__Required action__: Write the entries below out again in full. Match every character.

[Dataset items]

+ + + + +

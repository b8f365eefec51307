use crate::attributes::Attributes;
use crate::color::{resolve_color, with_opacity};
use crate::element::{AttributeErrors, ElementTrait};
use crate::node::{Node, NodeBorrow};

use super::{clip_to_bounds, FilterContext, FilterEffect, FilterError, FilterOutput, Primitive};

/// The `feFlood` filter primitive.
///
/// It fills its subregion with `flood-color` at `flood-opacity`, and ignores its input.
#[derive(Default)]
pub struct FeFlood {
    base: Primitive,
}

impl ElementTrait for FeFlood {
    fn set_attributes(&mut self, attrs: &Attributes, errors: &mut AttributeErrors<'_>) {
        self.base.set_attributes(attrs, errors);
    }
}

impl FilterEffect for FeFlood {
    fn render(
        &self,
        node: &Node,
        ctx: &FilterContext,
        _input: &FilterOutput,
    ) -> Result<FilterOutput, FilterError> {
        let rgba = {
            let elt = node.borrow_element();
            let values = elt.get_computed_values();

            with_opacity(
                resolve_color(&values.flood_color.0, values.color.0),
                u8::from(values.flood_opacity.0),
            )
        };

        let bounds = self.base.subregion(node, ctx, ctx.effects_region());
        let surface = ctx.new_surface()?;

        {
            let cr = cairo::Context::new(&surface)?;
            clip_to_bounds(&cr, &bounds);

            cr.set_source_rgba(
                f64::from(rgba.red) / 255.0,
                f64::from(rgba.green) / 255.0,
                f64::from(rgba.blue) / 255.0,
                f64::from(rgba.alpha) / 255.0,
            );
            cr.paint()?;
        }

        Ok(FilterOutput { surface, bounds })
    }
}
//! The `mask` element, and generation of luminance masks.

use crate::attributes::Attributes;
use crate::bbox::BoundingBox;
use crate::coord_units::CoordUnits;
use crate::drawing_ctx::{DrawingCtx, ViewParams};
use crate::element::{set_attribute, AttributeErrors, ElementTrait};
use crate::error::RenderingError;
use crate::length::*;
use crate::node::{Node, NodeBorrow};
use crate::parsers::ParseValue;
use crate::properties::ComputedValues;
use crate::rect::Rect;
use crate::surface_utils;
use crate::transform::Transform;

coord_units!(MaskUnits, CoordUnits::ObjectBoundingBox);
coord_units!(MaskContentUnits, CoordUnits::UserSpaceOnUse);

pub struct Mask {
    x: Length<Horizontal>,
    y: Length<Vertical>,
    width: ULength<Horizontal>,
    height: ULength<Vertical>,

    units: MaskUnits,
    content_units: MaskContentUnits,
}

impl Default for Mask {
    fn default() -> Mask {
        Mask {
            x: Length::<Horizontal>::new(-0.1, LengthUnit::Percent),
            y: Length::<Vertical>::new(-0.1, LengthUnit::Percent),
            width: ULength::<Horizontal>::new(1.2, LengthUnit::Percent),
            height: ULength::<Vertical>::new(1.2, LengthUnit::Percent),

            units: MaskUnits::default(),
            content_units: MaskContentUnits::default(),
        }
    }
}

impl Mask {
    pub fn get_units(&self) -> CoordUnits {
        CoordUnits::from(self.units)
    }

    pub fn get_content_units(&self) -> CoordUnits {
        CoordUnits::from(self.content_units)
    }

    fn get_rect(&self, values: &ComputedValues, params: &ViewParams) -> Rect {
        let x = self.x.to_user(values, params);
        let y = self.y.to_user(values, params);
        let w = self.width.to_user(values, params);
        let h = self.height.to_user(values, params);

        Rect::new(x, y, x + w, y + h)
    }

    /// Renders the mask's children and turns the result into an alpha-only mask.
    ///
    /// `affine` and `bbox` are the user space and the bounding box of the element being
    /// masked; `opacity` is that element's opacity, which gets folded into the mask.  The
    /// returned surface is canvas-sized, to be used at the current offset.
    pub fn generate_cairo_mask(
        &self,
        mask_node: &Node,
        affine: &Transform,
        bbox: &BoundingBox,
        opacity: u8,
        draw_ctx: &mut DrawingCtx<'_>,
    ) -> Result<cairo::ImageSurface, RenderingError> {
        let (width, height) = draw_ctx.canvas_size()?;

        let mut surface = cairo::ImageSurface::create(cairo::Format::ARgb32, width, height)
            .map_err(|e| {
                RenderingError::OutOfMemory(format!("could not create mask surface: {}", e))
            })?;

        let mask_units = self.get_units();
        let content_units = self.get_content_units();

        let bbox_rect = bbox.rect.filter(|r| !r.is_empty());

        // Nothing can be masked relative to an empty box, so nothing shows through.
        if bbox_rect.is_none()
            && (mask_units == CoordUnits::ObjectBoundingBox
                || content_units == CoordUnits::ObjectBoundingBox)
        {
            return Ok(surface);
        }

        let elt = mask_node.borrow_element();
        let values = elt.get_computed_values();

        let rect = {
            let params = draw_ctx.get_view_params().with_units(mask_units);
            self.get_rect(values, &params)
        };

        let (clip_rect, content_transform) = match bbox_rect {
            Some(r) => {
                let bbox_transform = Transform::from_unit_square(&r);

                let clip_rect = match mask_units {
                    CoordUnits::ObjectBoundingBox => bbox_transform.transform_rect(&rect),
                    CoordUnits::UserSpaceOnUse => rect,
                };

                let content_transform = match content_units {
                    CoordUnits::ObjectBoundingBox => Some(bbox_transform),
                    CoordUnits::UserSpaceOnUse => None,
                };

                (clip_rect, content_transform)
            }

            None => (rect, None),
        };

        let mask_cr = cairo::Context::new(&surface)?;
        mask_cr.set_matrix(draw_ctx.canvas_transform(affine).into());
        clip_to_rectangle(&mask_cr, &clip_rect);

        draw_ctx
            .cr_stack
            .push(std::mem::replace(&mut draw_ctx.cr, mask_cr));

        let res = draw_ctx.without_drawsub_stack(|dc| {
            dc.with_saved_bboxes(|dc| {
                dc.with_saved_transform(content_transform, |dc| {
                    if content_units == CoordUnits::ObjectBoundingBox {
                        dc.push_view_box(1.0, 1.0);
                    }

                    let res = dc.with_discrete_layer(values, false, |dc| {
                        dc.draw_children(mask_node, false)
                    });

                    if content_units == CoordUnits::ObjectBoundingBox {
                        dc.pop_view_box();
                    }

                    res
                })
            })
        });

        // This drops mask_cr, so that we can get at the surface's pixels.
        draw_ctx.cr = match draw_ctx.cr_stack.pop() {
            Some(cr) => cr,
            None => panic!("cr_stack is empty after drawing a mask"),
        };

        res?;

        surface_utils::luminance_to_alpha(&mut surface, opacity)?;

        Ok(surface)
    }
}

fn clip_to_rectangle(cr: &cairo::Context, r: &Rect) {
    cr.rectangle(r.x0, r.y0, r.width(), r.height());
    cr.clip();
}

impl ElementTrait for Mask {
    fn set_attributes(&mut self, attrs: &Attributes, errors: &mut AttributeErrors<'_>) {
        for (attr, value) in attrs.iter() {
            match attr.as_str() {
                "x" => set_attribute(&mut self.x, attr.parse(value), errors),
                "y" => set_attribute(&mut self.y, attr.parse(value), errors),
                "width" => set_attribute(&mut self.width, attr.parse(value), errors),
                "height" => set_attribute(&mut self.height, attr.parse(value), errors),
                "maskUnits" => set_attribute(&mut self.units, attr.parse(value), errors),
                "maskContentUnits" => {
                    set_attribute(&mut self.content_units, attr.parse(value), errors)
                }
                _ => (),
            }
        }
    }
}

+ + + + +

__Your response__:
repository b8f365eefec51307
use crate::attributes::Attributes;
use crate::color::{resolve_color, with_opacity};
use crate::element::{AttributeErrors, ElementTrait};
use crate::node::{Node, NodeBorrow};

use super::{clip_to_bounds, FilterContext, FilterEffect, FilterError, FilterOutput, Primitive};

/// The `feFlood` filter primitive.
///
/// It fills its subregion with `flood-color` at `flood-opacity`, and ignores its input.
#[derive(Default)]
pub struct FeFlood {
    base: Primitive,
}

impl ElementTrait for FeFlood {
    fn set_attributes(&mut self, attrs: &Attributes, errors: &mut AttributeErrors<'_>) {
        self.base.set_attributes(attrs, errors);
    }
}

impl FilterEffect for FeFlood {
    fn render(
        &self,
        node: &Node,
        ctx: &FilterContext,
        _input: &FilterOutput,
    ) -> Result<FilterOutput, FilterError> {
        let rgba = {
            let elt = node.borrow_element();
            let values = elt.get_computed_values();

            with_opacity(
                resolve_color(&values.flood_color.0, values.color.0),
                u8::from(values.flood_opacity.0),
            )
        };

        let bounds = self.base.subregion(node, ctx, ctx.effects_region());
        let surface = ctx.new_surface()?;

        {
            let cr = cairo::Context::new(&surface)?;
            clip_to_bounds(&cr, &bounds);

            cr.set_source_rgba(
                f64::from(rgba.red) / 255.0,
                f64::from(rgba.green) / 255.0,
                f64::from(rgba.blue) / 255.0,
                f64::from(rgba.alpha) / 255.0,
            );
            cr.paint()?;
        }

        Ok(FilterOutput { surface, bounds })
    }
}
//! The `mask` element, and generation of luminance masks.

use crate::attributes::Attributes;
use crate::bbox::BoundingBox;
use crate::coord_units::CoordUnits;
use crate::drawing_ctx::{DrawingCtx, ViewParams};
use crate::element::{set_attribute, AttributeErrors, ElementTrait};
use crate::error::RenderingError;
use crate::length::*;
use crate::node::{Node, NodeBorrow};
use crate::parsers::ParseValue;
use crate::properties::ComputedValues;
use crate::rect::Rect;
use crate::surface_utils;
use crate::transform::Transform;

coord_units!(MaskUnits, CoordUnits::ObjectBoundingBox);
coord_units!(MaskContentUnits, CoordUnits::UserSpaceOnUse);

pub struct Mask {
    x: Length<Horizontal>,
    y: Length<Vertical>,
    width: ULength<Horizontal>,
    height: ULength<Vertical>,

    units: MaskUnits,
    content_units: MaskContentUnits,
}

impl Default for Mask {
    fn default() -> Mask {
        Mask {
            x: Length::<Horizontal>::new(-0.1, LengthUnit::Percent),
            y: Length::<Vertical>::new(-0.1, LengthUnit::Percent),
            width: ULength::<Horizontal>::new(1.2, LengthUnit::Percent),
            height: ULength::<Vertical>::new(1.2, LengthUnit::Percent),

            units: MaskUnits::default(),
            content_units: MaskContentUnits::default(),
        }
    }
}

impl Mask {
    pub fn get_units(&self) -> CoordUnits {
        CoordUnits::from(self.units)
    }

    pub fn get_content_units(&self) -> CoordUnits {
        CoordUnits::from(self.content_units)
    }

    fn get_rect(&self, values: &ComputedValues, params: &ViewParams) -> Rect {
        let x = self.x.to_user(values, params);
        let y = self.y.to_user(values, params);
        let w = self.width.to_user(values, params);
        let h = self.height.to_user(values, params);

        Rect::new(x, y, x + w, y + h)
    }

    /// Renders the mask's children and turns the result into an alpha-only mask.
    ///
    /// `affine` and `bbox` are the user space and the bounding box of the element being
    /// masked; `opacity` is that element's opacity, which gets folded into the mask.  The
    /// returned surface is canvas-sized, to be used at the current offset.
    pub fn generate_cairo_mask(
        &self,
        mask_node: &Node,
        affine: &Transform,
        bbox: &BoundingBox,
        opacity: u8,
        draw_ctx: &mut DrawingCtx<'_>,
    ) -> Result<cairo::ImageSurface, RenderingError> {
        let (width, height) = draw_ctx.canvas_size()?;

        let mut surface = cairo::ImageSurface::create(cairo::Format::ARgb32, width, height)
            .map_err(|e| {
                RenderingError::OutOfMemory(format!("could not create mask surface: {}", e))
            })?;

        let mask_units = self.get_units();
        let content_units = self.get_content_units();

        let bbox_rect = bbox.rect.filter(|r| !r.is_empty());

        // Nothing can be masked relative to an empty box, so nothing shows through.
        if bbox_rect.is_none()
            && (mask_units == CoordUnits::ObjectBoundingBox
                || content_units == CoordUnits::ObjectBoundingBox)
        {
            return Ok(surface);
        }

        let elt = mask_node.borrow_element();
        let values = elt.get_computed_values();

        let rect = {
            let params = draw_ctx.get_view_params().with_units(mask_units);
            self.get_rect(values, &params)
        };

        let (clip_rect, content_transform) = match bbox_rect {
            Some(r) => {
                let bbox_transform = Transform::from_unit_square(&r);

                let clip_rect = match mask_units {
                    CoordUnits::ObjectBoundingBox => bbox_transform.transform_rect(&rect),
                    CoordUnits::UserSpaceOnUse => rect,
                };

                let content_transform = match content_units {
                    CoordUnits::ObjectBoundingBox => Some(bbox_transform),
                    CoordUnits::UserSpaceOnUse => None,
                };

                (clip_rect, content_transform)
            }

            None => (rect, None),
        };

        let mask_cr = cairo::Context::new(&surface)?;
        mask_cr.set_matrix(draw_ctx.canvas_transform(affine).into());
        clip_to_rectangle(&mask_cr, &clip_rect);

        draw_ctx
            .cr_stack
            .push(std::mem::replace(&mut draw_ctx.cr, mask_cr));

        let res = draw_ctx.without_drawsub_stack(|dc| {
            dc.with_saved_bboxes(|dc| {
                dc.with_saved_transform(content_transform, |dc| {
                    if content_units == CoordUnits::ObjectBoundingBox {
                        dc.push_view_box(1.0, 1.0);
                    }

                    let res = dc.with_discrete_layer(values, false, |dc| {
                        dc.draw_children(mask_node, false)
                    });

                    if content_units == CoordUnits::ObjectBoundingBox {
                        dc.pop_view_box();
                    }

                    res
                })
            })
        });

        // This drops mask_cr, so that we can get at the surface's pixels.
        draw_ctx.cr = match draw_ctx.cr_stack.pop() {
            Some(cr) => cr,
            None => panic!("cr_stack is empty after drawing a mask"),
        };

        res?;

        surface_utils::luminance_to_alpha(&mut surface, opacity)?;

        Ok(surface)
    }
}

fn clip_to_rectangle(cr: &cairo::Context, r: &Rect) {
    cr.rectangle(r.x0, r.y0, r.width(), r.height());
    cr.clip();
}

impl ElementTrait for Mask {
    fn set_attributes(&mut self, attrs: &Attributes, errors: &mut AttributeErrors<'_>) {
        for (attr, value) in attrs.iter() {
            match attr.as_str() {
                "x" => set_attribute(&mut self.x, attr.parse(value), errors),
                "y" => set_attribute(&mut self.y, attr.parse(value), errors),
                "width" => set_attribute(&mut self.width, attr.parse(value), errors),
                "height" => set_attribute(&mut self.height, attr.parse(value), errors),
                "maskUnits" => set_attribute(&mut self.units, attr.parse(value), errors),
                "maskContentUnits" => {
                    set_attribute(&mut self.content_units, attr.parse(value), errors)
                }
                _ => (),
            }
        }
    }
}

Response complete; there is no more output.